▼

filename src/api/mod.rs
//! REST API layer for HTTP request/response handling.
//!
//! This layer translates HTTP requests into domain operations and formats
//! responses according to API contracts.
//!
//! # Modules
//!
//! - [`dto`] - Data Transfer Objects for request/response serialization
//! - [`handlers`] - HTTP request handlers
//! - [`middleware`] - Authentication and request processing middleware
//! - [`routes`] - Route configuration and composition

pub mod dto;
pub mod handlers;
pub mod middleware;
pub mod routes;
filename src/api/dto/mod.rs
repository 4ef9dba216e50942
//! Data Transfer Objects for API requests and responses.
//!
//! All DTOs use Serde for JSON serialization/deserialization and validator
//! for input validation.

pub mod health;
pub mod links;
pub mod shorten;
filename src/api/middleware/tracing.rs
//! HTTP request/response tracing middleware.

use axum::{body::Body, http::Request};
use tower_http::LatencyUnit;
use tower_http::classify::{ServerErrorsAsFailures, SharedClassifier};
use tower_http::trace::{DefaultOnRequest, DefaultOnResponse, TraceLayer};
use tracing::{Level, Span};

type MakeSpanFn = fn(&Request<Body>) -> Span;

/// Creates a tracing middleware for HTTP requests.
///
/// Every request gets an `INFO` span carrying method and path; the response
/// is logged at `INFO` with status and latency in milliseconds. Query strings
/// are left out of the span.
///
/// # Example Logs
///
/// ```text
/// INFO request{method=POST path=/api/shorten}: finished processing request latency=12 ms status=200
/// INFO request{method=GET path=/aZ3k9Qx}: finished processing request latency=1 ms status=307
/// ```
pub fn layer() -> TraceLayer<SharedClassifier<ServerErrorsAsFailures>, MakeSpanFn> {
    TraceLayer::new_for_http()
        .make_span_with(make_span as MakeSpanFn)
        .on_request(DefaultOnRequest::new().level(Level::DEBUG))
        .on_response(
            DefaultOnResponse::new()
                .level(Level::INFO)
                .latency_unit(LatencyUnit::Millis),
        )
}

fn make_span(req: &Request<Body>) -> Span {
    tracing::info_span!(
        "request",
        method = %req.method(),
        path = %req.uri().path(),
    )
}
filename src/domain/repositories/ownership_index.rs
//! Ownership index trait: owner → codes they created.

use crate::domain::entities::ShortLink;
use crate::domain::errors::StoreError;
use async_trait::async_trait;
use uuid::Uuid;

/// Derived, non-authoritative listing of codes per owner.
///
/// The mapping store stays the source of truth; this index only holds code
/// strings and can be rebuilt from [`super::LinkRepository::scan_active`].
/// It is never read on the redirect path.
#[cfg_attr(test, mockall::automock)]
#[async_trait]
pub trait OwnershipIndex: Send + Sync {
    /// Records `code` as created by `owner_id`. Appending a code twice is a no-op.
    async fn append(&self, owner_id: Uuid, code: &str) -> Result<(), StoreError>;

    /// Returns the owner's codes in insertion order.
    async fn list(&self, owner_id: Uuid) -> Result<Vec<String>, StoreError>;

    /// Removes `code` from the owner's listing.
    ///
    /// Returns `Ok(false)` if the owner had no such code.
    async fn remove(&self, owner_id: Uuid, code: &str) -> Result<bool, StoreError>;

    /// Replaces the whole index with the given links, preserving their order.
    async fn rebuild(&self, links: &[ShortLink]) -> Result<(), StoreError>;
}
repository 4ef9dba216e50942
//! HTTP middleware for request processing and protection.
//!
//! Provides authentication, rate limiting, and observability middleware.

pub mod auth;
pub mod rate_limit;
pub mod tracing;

▲
▼

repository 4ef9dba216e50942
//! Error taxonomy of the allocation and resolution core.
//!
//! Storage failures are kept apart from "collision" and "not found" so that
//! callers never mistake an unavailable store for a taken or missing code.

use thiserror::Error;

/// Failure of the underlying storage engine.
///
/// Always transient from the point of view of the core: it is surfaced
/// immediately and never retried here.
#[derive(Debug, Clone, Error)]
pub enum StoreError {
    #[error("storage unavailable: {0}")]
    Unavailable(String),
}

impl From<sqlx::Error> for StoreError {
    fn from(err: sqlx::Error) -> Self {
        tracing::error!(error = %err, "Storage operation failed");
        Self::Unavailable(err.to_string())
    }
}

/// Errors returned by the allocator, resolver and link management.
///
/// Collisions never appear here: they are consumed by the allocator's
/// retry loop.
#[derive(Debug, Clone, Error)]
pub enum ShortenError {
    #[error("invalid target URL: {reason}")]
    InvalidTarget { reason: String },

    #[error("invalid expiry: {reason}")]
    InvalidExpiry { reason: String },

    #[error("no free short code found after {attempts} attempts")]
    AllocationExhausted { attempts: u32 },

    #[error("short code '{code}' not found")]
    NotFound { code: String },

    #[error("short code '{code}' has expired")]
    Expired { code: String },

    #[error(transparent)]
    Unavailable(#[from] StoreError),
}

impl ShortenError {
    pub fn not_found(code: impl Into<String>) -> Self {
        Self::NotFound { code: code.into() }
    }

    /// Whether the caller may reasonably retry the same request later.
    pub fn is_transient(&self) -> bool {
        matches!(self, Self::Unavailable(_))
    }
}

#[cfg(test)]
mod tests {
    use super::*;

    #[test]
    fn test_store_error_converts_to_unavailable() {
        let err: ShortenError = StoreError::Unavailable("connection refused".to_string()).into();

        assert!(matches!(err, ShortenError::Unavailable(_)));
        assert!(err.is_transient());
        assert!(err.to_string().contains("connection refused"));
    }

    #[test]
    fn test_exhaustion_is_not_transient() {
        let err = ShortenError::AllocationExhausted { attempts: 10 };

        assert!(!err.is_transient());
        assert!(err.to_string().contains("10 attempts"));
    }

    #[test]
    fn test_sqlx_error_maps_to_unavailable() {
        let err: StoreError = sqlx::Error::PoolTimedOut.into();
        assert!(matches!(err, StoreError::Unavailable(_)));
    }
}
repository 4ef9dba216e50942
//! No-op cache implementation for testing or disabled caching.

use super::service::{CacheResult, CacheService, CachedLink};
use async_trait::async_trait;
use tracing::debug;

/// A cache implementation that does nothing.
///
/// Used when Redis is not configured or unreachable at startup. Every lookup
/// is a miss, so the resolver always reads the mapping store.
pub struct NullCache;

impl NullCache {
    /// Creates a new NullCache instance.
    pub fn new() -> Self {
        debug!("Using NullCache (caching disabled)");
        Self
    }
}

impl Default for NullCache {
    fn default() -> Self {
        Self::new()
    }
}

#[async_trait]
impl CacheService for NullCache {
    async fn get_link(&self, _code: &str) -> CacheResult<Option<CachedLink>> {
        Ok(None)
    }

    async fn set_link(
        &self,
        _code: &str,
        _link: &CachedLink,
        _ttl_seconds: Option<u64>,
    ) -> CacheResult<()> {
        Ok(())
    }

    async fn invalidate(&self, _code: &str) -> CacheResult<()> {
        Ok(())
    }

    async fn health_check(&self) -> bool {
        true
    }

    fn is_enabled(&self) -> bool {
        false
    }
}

▲
▼

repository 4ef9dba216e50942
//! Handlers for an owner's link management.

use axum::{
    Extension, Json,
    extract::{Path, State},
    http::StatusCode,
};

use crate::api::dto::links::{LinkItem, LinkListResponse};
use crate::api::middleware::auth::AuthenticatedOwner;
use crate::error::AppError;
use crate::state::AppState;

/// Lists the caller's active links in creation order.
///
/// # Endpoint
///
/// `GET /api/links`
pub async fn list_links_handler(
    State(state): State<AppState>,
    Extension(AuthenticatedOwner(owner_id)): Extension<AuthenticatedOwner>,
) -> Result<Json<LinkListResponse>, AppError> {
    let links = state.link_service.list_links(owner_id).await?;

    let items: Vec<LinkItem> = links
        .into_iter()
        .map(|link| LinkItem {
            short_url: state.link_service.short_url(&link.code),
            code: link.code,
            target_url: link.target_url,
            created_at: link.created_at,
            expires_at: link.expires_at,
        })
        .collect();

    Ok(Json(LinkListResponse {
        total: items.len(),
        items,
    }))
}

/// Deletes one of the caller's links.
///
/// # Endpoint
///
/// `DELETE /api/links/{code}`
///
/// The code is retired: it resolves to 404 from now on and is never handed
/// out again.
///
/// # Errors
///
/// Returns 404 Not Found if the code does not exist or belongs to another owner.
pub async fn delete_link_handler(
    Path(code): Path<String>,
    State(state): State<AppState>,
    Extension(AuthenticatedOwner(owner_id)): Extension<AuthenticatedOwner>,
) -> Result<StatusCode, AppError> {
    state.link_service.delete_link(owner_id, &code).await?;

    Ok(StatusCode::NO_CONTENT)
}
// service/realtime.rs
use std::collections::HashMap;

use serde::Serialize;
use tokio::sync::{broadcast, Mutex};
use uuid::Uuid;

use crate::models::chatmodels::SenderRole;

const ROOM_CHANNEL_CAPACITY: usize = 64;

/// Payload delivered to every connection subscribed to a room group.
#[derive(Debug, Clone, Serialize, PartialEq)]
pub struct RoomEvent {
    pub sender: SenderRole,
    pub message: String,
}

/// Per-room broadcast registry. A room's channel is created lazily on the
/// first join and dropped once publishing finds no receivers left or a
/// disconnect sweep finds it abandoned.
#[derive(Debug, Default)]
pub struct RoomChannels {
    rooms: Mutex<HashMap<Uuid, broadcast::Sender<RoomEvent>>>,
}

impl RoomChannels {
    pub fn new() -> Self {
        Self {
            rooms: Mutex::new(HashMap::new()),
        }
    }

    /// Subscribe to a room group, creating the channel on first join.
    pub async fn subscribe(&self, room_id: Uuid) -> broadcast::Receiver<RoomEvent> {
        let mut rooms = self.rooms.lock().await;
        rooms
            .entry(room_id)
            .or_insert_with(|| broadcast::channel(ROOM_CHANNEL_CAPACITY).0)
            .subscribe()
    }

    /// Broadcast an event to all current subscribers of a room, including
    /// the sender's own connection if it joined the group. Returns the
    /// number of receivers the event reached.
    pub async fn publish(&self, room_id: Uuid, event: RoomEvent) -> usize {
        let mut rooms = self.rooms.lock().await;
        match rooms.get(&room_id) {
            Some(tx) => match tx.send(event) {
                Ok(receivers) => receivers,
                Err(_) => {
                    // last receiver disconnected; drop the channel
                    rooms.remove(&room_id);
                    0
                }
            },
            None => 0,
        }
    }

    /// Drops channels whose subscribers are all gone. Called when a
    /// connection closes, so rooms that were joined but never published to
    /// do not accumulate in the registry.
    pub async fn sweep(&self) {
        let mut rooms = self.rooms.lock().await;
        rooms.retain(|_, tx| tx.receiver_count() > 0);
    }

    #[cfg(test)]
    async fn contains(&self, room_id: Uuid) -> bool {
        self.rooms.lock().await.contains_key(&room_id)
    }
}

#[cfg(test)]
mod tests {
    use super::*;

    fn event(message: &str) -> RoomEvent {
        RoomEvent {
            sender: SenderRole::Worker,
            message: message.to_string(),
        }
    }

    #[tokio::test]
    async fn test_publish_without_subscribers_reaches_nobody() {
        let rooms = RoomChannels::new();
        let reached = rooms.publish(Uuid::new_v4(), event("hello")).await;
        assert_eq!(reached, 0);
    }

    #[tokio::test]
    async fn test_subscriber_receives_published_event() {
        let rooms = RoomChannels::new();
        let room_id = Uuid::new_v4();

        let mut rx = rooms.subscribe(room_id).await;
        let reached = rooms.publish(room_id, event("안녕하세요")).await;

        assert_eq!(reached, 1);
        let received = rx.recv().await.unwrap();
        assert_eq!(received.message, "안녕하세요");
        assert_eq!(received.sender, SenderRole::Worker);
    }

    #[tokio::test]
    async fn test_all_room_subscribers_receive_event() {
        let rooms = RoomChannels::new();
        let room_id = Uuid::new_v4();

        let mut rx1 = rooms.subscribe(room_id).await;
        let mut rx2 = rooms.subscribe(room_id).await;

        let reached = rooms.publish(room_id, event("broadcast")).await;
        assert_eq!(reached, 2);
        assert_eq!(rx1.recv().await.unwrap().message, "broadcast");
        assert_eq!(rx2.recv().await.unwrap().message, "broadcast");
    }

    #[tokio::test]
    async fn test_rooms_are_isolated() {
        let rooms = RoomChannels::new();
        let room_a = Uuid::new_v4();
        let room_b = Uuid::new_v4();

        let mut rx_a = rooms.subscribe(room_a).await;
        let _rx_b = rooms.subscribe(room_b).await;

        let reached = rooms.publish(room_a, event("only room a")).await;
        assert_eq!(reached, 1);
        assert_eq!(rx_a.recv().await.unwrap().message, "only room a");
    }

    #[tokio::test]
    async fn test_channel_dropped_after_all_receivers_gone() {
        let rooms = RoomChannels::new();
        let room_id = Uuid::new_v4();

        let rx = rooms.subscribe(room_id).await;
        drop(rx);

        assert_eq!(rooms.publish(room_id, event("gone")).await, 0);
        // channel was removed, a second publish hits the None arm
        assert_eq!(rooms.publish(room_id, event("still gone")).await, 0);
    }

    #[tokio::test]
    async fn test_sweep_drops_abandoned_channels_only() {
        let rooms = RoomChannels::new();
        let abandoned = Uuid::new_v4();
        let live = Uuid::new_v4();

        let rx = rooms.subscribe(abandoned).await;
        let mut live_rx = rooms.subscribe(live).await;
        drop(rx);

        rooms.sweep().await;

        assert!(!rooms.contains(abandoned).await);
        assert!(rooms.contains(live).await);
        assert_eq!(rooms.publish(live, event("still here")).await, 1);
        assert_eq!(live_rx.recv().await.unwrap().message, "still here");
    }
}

▲

**Task prompt:** Go over the data and return every line that includes the word "items".

**Written answer:**
    let items: Vec<LinkItem> = links
        total: items.len(),
        items,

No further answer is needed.